The year 2023 will be the year that we’ll remember as the mainstream beginning of the AI age, catapulted by the technology that everyone’s talking about: ChatGPT.

Generative AI language models like ChatGPT have captured our imagination because for the first time, we are able to see AI holding a conversation with us like an actual person, and generating essays, poetry and other new content that we consider creative. Generative AI solutions seem full of groundbreaking potential for faster and better innovation, productivity and time-to-value. Yet, their limitations are not yet widely understood, nor are their data privacy and data management best practices.

Recently, many in the tech and security community have sent out warning bells due to lack of understanding and sufficient regulatory guardrails around the use of AI technology. We are already seeing concerns around reliability of outputs from the AI tools, IP and sensitive data leaks and privacy and security violations.

Samsung’s incident with ChatGPT made headlines after the tech giant unwittingly leaked its own secrets into the AI service. Samsung is not alone: A study by Cyberhaven found that 4% of employees have put sensitive corporate data into the large language model. Many are unaware that when they train a model with their corporate data, the AI company may be able to reuse that data elsewhere.

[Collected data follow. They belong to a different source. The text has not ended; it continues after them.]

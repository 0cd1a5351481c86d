//! Common test utilities for integration tests.

#![allow(dead_code)]

use std::collections::HashMap;
use std::sync::atomic::{AtomicBool, AtomicUsize, Ordering};
use std::sync::{Arc, Mutex};
use std::time::Duration;

use async_trait::async_trait;
use couchbase_client::core::{
    AgentConfig, AnalyticsProvider, AnalyticsRequest, CoreError, DiagnosticsProvider,
    DiagnosticsReport, DiagnosticsRequest, HttpProvider, HttpRequest, HttpResponse,
    QueryProvider, QueryRequest, SearchProvider, SearchRequest, ServiceResponse, Transport,
    TransportFactory,
};
use couchbase_client::{ClusterOptions, ConnectionIdentity};
use serde_json::json;
use tokio::sync::Semaphore;

pub const DEFAULT_CONN_STR: &str = "couchbase://localhost";

pub type ErrorFn = Arc<dyn Fn() -> CoreError + Send + Sync>;

/// Scripted behaviour for every transport created for one bucket.
#[derive(Clone, Default)]
pub struct TransportScript {
    pub connect_error: Option<String>,
    pub select_error: Option<String>,
    pub close_error: Option<String>,
    pub cluster_level: bool,
    pub connect_gate: Option<ConnectGate>,
    pub provider_error: Option<ErrorFn>,
}

impl TransportScript {
    pub fn cluster_level(mut self, supported: bool) -> Self {
        self.cluster_level = supported;
        self
    }

    pub fn connect_error(mut self, message: &str) -> Self {
        self.connect_error = Some(message.to_string());
        self
    }

    pub fn select_error(mut self, message: &str) -> Self {
        self.select_error = Some(message.to_string());
        self
    }

    pub fn close_error(mut self, message: &str) -> Self {
        self.close_error = Some(message.to_string());
        self
    }

    pub fn gated(mut self, gate: ConnectGate) -> Self {
        self.connect_gate = Some(gate);
        self
    }

    pub fn provider_error<F>(mut self, f: F) -> Self
    where
        F: Fn() -> CoreError + Send + Sync + 'static,
    {
        self.provider_error = Some(Arc::new(f));
        self
    }
}

/// Holds `connect` until released and reports when a connect has started.
#[derive(Clone)]
pub struct ConnectGate {
    entered: Arc<Semaphore>,
    release: Arc<Semaphore>,
}

impl ConnectGate {
    pub fn new() -> Self {
        Self {
            entered: Arc::new(Semaphore::new(0)),
            release: Arc::new(Semaphore::new(0)),
        }
    }

    pub async fn wait_entered(&self) {
        self.entered.acquire().await.unwrap().forget();
    }

    pub fn release(&self) {
        self.release.add_permits(1);
    }

    async fn pass(&self) {
        self.entered.add_permits(1);
        self.release.acquire().await.unwrap().forget();
    }
}

/// Requests seen by every provider handed out by one factory.
#[derive(Default)]
pub struct Recorder {
    pub analytics: Mutex<Vec<AnalyticsRequest>>,
    pub search: Mutex<Vec<SearchRequest>>,
    pub query: Mutex<Vec<QueryRequest>>,
}

pub struct MockTransport {
    pub bucket: Option<String>,
    script: TransportScript,
    recorder: Arc<Recorder>,
    connected: AtomicBool,
    close_calls: AtomicUsize,
    selected_bucket: Mutex<Option<String>>,
}

impl MockTransport {
    pub fn close_calls(&self) -> usize {
        self.close_calls.load(Ordering::SeqCst)
    }

    pub fn selected_bucket(&self) -> Option<String> {
        self.selected_bucket.lock().unwrap().clone()
    }

    fn provider(&self) -> couchbase_client::core::Result<Arc<MockProvider>> {
        Ok(Arc::new(MockProvider {
            recorder: Arc::clone(&self.recorder),
            error: self.script.provider_error.clone(),
        }))
    }
}

#[async_trait]
impl Transport for MockTransport {
    fn build_config(&self) -> couchbase_client::core::Result<()> {
        Ok(())
    }

    async fn connect(&self) -> couchbase_client::core::Result<()> {
        if let Some(gate) = &self.script.connect_gate {
            gate.pass().await;
        }
        if let Some(message) = &self.script.connect_error {
            return Err(CoreError::Connection(message.clone()));
        }
        self.connected.store(true, Ordering::SeqCst);
        Ok(())
    }

    async fn select_bucket(&self, bucket_name: &str) -> couchbase_client::core::Result<()> {
        if let Some(message) = &self.script.select_error {
            return Err(CoreError::Connection(message.clone()));
        }
        *self.selected_bucket.lock().unwrap() = Some(bucket_name.to_string());
        Ok(())
    }

    fn is_connected(&self) -> bool {
        self.connected.load(Ordering::SeqCst)
    }

    fn supports_cluster_level_operations(&self) -> bool {
        self.script.cluster_level
    }

    async fn close(&self) -> couchbase_client::core::Result<()> {
        self.close_calls.fetch_add(1, Ordering::SeqCst);
        self.connected.store(false, Ordering::SeqCst);
        match &self.script.close_error {
            Some(message) => Err(CoreError::Connection(message.clone())),
            None => Ok(()),
        }
    }

    fn query_provider(&self) -> couchbase_client::core::Result<Arc<dyn QueryProvider>> {
        Ok(self.provider()?)
    }

    fn analytics_provider(&self) -> couchbase_client::core::Result<Arc<dyn AnalyticsProvider>> {
        Ok(self.provider()?)
    }

    fn search_provider(&self) -> couchbase_client::core::Result<Arc<dyn SearchProvider>> {
        Ok(self.provider()?)
    }

    fn diagnostics_provider(&self) -> couchbase_client::core::Result<Arc<dyn DiagnosticsProvider>> {
        Ok(self.provider()?)
    }

    fn http_provider(&self) -> couchbase_client::core::Result<Arc<dyn HttpProvider>> {
        Ok(self.provider()?)
    }
}

pub struct MockProvider {
    recorder: Arc<Recorder>,
    error: Option<ErrorFn>,
}

impl MockProvider {
    fn respond(&self) -> couchbase_client::core::Result<ServiceResponse> {
        if let Some(error) = &self.error {
            return Err(error());
        }
        Ok(ServiceResponse {
            rows: vec![json!({"id": 1})],
            metadata: json!({"status": "success"}),
        })
    }
}

#[async_trait]
impl QueryProvider for MockProvider {
    async fn query(&self, request: QueryRequest) -> couchbase_client::core::Result<ServiceResponse> {
        self.recorder.query.lock().unwrap().push(request);
        self.respond()
    }
}

#[async_trait]
impl AnalyticsProvider for MockProvider {
    async fn analytics_query(
        &self,
        request: AnalyticsRequest,
    ) -> couchbase_client::core::Result<ServiceResponse> {
        self.recorder.analytics.lock().unwrap().push(request);
        self.respond()
    }
}

#[async_trait]
impl SearchProvider for MockProvider {
    async fn search_query(
        &self,
        request: SearchRequest,
    ) -> couchbase_client::core::Result<ServiceResponse> {
        self.recorder.search.lock().unwrap().push(request);
        self.respond()
    }
}

#[async_trait]
impl DiagnosticsProvider for MockProvider {
    async fn diagnostics(
        &self,
        request: DiagnosticsRequest,
    ) -> couchbase_client::core::Result<DiagnosticsReport> {
        if let Some(error) = &self.error {
            return Err(error());
        }
        Ok(DiagnosticsReport {
            id: request.report_id.unwrap_or_else(|| "generated".to_string()),
            config_rev: 42,
            endpoints: Vec::new(),
        })
    }
}

#[async_trait]
impl HttpProvider for MockProvider {
    async fn do_http_request(
        &self,
        request: HttpRequest,
    ) -> couchbase_client::core::Result<HttpResponse> {
        if let Some(error) = &self.error {
            return Err(error());
        }
        Ok(HttpResponse {
            endpoint: "localhost:8091".to_string(),
            status_code: 200,
            body: request.body,
        })
    }
}

/// Factory handing out scripted transports, keyed by bucket name.
///
/// The `None` key scripts the cluster-level connection made by
/// `Cluster::connect`.
#[derive(Default)]
pub struct MockFactory {
    scripts: Mutex<HashMap<Option<String>, TransportScript>>,
    created: Mutex<Vec<Arc<MockTransport>>>,
    pub recorder: Arc<Recorder>,
}

impl MockFactory {
    pub fn new() -> Arc<Self> {
        Arc::new(Self::default())
    }

    pub fn script_cluster(&self, script: TransportScript) {
        self.scripts.lock().unwrap().insert(None, script);
    }

    pub fn script_bucket(&self, bucket: &str, script: TransportScript) {
        self.scripts
            .lock()
            .unwrap()
            .insert(Some(bucket.to_string()), script);
    }

    pub fn created(&self) -> Vec<Arc<MockTransport>> {
        self.created.lock().unwrap().clone()
    }

    pub fn created_for(&self, bucket: &str) -> Vec<Arc<MockTransport>> {
        self.created()
            .into_iter()
            .filter(|t| t.bucket.as_deref() == Some(bucket))
            .collect()
    }
}

impl TransportFactory for MockFactory {
    fn create(&self, config: &AgentConfig) -> Arc<dyn Transport> {
        let script = self
            .scripts
            .lock()
            .unwrap()
            .get(&config.bucket_name)
            .cloned()
            .unwrap_or_default();
        let transport = Arc::new(MockTransport {
            bucket: config.bucket_name.clone(),
            script,
            recorder: Arc::clone(&self.recorder),
            connected: AtomicBool::new(false),
            close_calls: AtomicUsize::new(0),
            selected_bucket: Mutex::new(None),
        });
        self.created.lock().unwrap().push(Arc::clone(&transport));
        transport
    }
}

pub fn default_options() -> ClusterOptions {
    ClusterOptions::builder()
        .credentials("Administrator", "password")
        .build()
        .expect("failed to build options")
}

pub fn base_agent_config() -> AgentConfig {
    AgentConfig {
        scheme: "couchbase".to_string(),
        addresses: vec!["localhost".to_string()],
        bucket_name: None,
        credentials: None,
        connect_timeout: Duration::from_secs(10),
        kv_timeout: Duration::from_millis(2500),
        use_mutation_tokens: true,
        use_server_durations: true,
        options: Default::default(),
    }
}

pub fn bucket_identity(bucket: &str) -> ConnectionIdentity {
    ConnectionIdentity::for_bucket(bucket, &ClusterOptions::default())
}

And as if we didn’t need more fodder for cyber criminals, there’s this revelation from Recorded Future, a cybersecurity intelligence firm: “Within days of the ChatGPT launch, we identified many threat actors on dark web and special-access forums sharing buggy but functional malware, social engineering tutorials, money-making schemes, and more — all enabled by the use of ChatGPT.”

(CKA/Shutterstock)

On the privacy front, when an individual signs up with a tool like ChatGPT, it can access the IP address, browser settings and browsing activity—just like today’s search engines. But the risk is higher, because “without an individual’s consent, it could disclose political beliefs or sexual orientation and could mean embarrassing or even career-ruining information is released,” according to Jose Blaya, the Director of Engineering at Private Internet Access.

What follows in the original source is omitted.